Collected data:
┌──

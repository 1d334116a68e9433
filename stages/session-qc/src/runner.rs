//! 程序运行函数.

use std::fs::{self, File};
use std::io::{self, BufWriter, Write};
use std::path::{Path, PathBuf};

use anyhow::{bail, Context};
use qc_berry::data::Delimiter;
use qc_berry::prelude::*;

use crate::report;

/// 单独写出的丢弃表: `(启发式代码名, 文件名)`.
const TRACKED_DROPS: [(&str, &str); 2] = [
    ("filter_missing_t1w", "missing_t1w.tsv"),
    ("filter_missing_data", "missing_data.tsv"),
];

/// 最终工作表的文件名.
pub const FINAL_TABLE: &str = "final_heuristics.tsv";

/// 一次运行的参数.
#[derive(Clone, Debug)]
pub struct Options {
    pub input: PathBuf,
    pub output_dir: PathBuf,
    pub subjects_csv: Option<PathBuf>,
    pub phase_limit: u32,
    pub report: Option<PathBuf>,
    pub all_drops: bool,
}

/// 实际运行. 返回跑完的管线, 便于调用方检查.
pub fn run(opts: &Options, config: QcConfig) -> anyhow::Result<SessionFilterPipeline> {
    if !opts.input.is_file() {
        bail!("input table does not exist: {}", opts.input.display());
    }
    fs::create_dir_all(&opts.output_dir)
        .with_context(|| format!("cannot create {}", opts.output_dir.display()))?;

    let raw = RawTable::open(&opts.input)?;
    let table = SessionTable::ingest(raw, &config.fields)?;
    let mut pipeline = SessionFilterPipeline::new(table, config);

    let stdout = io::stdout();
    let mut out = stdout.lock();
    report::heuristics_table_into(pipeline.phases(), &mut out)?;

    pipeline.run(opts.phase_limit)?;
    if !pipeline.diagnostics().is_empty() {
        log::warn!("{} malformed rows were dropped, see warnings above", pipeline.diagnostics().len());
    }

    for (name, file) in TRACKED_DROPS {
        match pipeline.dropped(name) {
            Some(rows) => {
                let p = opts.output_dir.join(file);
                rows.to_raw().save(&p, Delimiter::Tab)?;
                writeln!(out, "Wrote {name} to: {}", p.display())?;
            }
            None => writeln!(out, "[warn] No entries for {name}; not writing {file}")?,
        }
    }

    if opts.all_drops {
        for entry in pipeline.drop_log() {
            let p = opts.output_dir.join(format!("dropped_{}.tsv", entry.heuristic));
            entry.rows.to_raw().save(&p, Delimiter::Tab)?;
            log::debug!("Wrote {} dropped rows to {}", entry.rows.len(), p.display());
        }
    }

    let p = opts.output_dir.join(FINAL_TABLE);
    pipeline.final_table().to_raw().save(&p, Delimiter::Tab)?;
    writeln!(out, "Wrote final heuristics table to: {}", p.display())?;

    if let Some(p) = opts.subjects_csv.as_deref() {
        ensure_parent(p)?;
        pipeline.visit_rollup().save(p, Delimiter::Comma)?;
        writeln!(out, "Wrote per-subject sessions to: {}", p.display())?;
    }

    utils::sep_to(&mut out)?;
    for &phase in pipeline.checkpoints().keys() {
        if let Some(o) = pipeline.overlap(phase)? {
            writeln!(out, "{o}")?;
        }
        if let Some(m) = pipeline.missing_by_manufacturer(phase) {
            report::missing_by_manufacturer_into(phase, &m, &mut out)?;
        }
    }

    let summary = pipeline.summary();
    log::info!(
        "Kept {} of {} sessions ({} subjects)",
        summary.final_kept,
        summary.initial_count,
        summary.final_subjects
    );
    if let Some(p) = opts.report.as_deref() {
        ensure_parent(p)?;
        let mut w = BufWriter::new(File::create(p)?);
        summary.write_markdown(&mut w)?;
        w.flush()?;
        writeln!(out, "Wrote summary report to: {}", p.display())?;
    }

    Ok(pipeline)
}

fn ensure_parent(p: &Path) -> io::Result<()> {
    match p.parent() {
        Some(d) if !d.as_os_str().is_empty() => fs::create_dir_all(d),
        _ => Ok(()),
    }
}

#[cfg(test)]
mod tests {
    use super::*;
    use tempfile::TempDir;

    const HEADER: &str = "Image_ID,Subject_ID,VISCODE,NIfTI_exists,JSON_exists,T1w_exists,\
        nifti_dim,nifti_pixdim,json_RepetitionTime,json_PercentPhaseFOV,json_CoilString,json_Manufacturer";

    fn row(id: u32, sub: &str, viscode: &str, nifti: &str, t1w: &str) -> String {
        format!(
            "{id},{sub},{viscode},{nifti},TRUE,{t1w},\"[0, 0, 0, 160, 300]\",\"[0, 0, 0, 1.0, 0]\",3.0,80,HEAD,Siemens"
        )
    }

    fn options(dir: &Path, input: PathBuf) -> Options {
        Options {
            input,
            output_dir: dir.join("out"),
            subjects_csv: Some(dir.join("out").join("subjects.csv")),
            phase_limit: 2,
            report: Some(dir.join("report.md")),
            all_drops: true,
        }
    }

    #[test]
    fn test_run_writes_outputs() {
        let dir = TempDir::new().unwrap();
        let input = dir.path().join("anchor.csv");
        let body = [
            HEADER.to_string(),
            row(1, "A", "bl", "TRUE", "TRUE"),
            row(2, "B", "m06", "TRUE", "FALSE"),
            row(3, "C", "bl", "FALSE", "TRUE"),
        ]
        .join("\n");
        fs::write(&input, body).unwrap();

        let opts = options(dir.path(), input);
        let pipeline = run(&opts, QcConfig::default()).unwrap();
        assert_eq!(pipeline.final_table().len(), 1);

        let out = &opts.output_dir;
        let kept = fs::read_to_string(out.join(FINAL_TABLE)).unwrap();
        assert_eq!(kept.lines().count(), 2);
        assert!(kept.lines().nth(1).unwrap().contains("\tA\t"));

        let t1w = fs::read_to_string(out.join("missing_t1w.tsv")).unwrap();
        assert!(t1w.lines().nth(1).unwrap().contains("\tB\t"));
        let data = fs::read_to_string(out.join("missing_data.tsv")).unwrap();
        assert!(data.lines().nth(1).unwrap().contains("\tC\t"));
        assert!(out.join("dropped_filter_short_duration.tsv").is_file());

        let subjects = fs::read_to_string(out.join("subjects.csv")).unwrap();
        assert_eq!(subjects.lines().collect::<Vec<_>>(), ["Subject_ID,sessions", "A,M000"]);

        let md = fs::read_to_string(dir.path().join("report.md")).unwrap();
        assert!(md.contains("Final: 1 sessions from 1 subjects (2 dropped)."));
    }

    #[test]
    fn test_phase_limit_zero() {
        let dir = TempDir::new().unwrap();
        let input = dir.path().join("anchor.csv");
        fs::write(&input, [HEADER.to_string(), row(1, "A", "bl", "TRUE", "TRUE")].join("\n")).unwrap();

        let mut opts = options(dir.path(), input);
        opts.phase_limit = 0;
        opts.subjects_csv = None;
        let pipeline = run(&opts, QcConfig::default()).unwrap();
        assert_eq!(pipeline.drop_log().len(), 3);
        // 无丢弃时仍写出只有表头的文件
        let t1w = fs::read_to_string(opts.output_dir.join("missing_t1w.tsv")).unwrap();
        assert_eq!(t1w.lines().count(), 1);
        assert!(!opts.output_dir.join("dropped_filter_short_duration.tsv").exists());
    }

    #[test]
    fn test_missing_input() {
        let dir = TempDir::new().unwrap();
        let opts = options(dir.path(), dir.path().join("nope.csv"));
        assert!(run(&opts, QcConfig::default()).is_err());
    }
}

└──
┌──

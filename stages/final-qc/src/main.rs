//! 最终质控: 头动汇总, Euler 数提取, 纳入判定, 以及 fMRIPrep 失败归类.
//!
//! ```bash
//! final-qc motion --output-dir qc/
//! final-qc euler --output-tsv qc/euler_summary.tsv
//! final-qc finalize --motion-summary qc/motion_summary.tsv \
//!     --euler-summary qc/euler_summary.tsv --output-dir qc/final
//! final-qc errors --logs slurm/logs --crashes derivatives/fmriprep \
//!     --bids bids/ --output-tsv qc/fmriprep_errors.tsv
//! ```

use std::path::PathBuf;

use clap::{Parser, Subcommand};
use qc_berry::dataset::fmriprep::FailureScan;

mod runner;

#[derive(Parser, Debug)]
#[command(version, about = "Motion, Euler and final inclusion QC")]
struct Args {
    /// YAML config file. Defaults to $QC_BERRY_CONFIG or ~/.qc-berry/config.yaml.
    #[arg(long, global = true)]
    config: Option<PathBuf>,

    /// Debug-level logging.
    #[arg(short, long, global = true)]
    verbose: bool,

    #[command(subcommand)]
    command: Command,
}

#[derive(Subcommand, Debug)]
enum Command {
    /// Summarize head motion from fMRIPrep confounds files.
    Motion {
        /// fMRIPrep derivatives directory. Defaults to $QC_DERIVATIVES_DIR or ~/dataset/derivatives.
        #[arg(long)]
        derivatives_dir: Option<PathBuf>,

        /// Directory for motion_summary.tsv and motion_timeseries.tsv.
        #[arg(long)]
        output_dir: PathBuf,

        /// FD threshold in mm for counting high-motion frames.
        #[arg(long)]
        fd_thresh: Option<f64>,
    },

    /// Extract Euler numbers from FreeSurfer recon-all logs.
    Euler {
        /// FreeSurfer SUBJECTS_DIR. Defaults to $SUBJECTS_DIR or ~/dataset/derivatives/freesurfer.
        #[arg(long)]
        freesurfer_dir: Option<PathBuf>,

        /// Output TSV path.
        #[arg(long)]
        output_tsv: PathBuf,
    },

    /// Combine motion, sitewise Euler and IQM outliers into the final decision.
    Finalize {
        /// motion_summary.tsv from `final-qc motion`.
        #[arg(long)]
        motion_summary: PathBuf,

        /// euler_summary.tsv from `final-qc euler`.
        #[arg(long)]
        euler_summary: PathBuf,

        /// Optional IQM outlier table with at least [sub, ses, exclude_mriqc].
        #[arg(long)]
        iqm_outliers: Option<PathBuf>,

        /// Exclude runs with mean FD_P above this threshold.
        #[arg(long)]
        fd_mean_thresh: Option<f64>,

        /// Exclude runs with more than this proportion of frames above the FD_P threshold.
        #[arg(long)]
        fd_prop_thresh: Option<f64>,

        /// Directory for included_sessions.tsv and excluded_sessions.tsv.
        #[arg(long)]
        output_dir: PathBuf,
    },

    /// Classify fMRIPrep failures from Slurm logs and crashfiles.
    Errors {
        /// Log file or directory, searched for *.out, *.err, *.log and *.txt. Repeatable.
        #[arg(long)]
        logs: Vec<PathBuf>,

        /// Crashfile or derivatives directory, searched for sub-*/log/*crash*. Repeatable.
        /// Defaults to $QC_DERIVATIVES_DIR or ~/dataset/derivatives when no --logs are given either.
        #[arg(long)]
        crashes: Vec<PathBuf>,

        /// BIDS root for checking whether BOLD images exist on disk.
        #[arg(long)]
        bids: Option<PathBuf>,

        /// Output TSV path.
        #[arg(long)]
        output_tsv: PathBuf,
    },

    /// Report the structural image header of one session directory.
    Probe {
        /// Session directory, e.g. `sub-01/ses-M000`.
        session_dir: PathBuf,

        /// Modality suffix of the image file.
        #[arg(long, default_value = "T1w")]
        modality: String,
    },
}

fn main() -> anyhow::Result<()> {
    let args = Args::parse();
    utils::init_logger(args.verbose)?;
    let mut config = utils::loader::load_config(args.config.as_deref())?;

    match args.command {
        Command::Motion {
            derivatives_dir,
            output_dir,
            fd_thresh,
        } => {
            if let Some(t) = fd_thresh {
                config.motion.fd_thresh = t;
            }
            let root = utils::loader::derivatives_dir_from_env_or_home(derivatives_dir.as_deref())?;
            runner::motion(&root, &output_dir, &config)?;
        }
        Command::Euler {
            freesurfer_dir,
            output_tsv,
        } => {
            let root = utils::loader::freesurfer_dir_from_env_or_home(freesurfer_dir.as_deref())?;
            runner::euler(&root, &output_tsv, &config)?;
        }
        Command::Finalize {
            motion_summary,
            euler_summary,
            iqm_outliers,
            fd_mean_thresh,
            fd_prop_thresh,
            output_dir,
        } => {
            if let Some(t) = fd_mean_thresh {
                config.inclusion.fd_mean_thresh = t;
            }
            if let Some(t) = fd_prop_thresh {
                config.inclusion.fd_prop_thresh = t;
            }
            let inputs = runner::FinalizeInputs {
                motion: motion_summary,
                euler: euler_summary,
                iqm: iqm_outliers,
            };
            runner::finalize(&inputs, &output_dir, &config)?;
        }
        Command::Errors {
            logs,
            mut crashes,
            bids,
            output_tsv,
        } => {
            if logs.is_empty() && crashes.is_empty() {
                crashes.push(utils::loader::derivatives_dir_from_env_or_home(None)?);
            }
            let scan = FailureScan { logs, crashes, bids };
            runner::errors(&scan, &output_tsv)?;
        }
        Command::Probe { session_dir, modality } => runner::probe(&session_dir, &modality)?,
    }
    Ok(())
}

└──

EXERCISE REQUIREMENTS
Set down, from the entries above, exactly the lines from the one with "repository 1d334116a68e9433" up to and including the one with "实际运行. 返回跑完的管线, 便于调用方检查.", and no other lines.

OUTPUT BELOW
repository 1d334116a68e9433
filename stages/session-qc/src/runner.rs
//! 程序运行函数.

use std::fs::{self, File};
use std::io::{self, BufWriter, Write};
use std::path::{Path, PathBuf};

use anyhow::{bail, Context};
use qc_berry::data::Delimiter;
use qc_berry::prelude::*;

use crate::report;

/// 单独写出的丢弃表: `(启发式代码名, 文件名)`.
const TRACKED_DROPS: [(&str, &str); 2] = [
    ("filter_missing_t1w", "missing_t1w.tsv"),
    ("filter_missing_data", "missing_data.tsv"),
];

/// 最终工作表的文件名.
pub const FINAL_TABLE: &str = "final_heuristics.tsv";

/// 一次运行的参数.
#[derive(Clone, Debug)]
pub struct Options {
    pub input: PathBuf,
    pub output_dir: PathBuf,
    pub subjects_csv: Option<PathBuf>,
    pub phase_limit: u32,
    pub report: Option<PathBuf>,
    pub all_drops: bool,
}

/// 实际运行. 返回跑完的管线, 便于调用方检查.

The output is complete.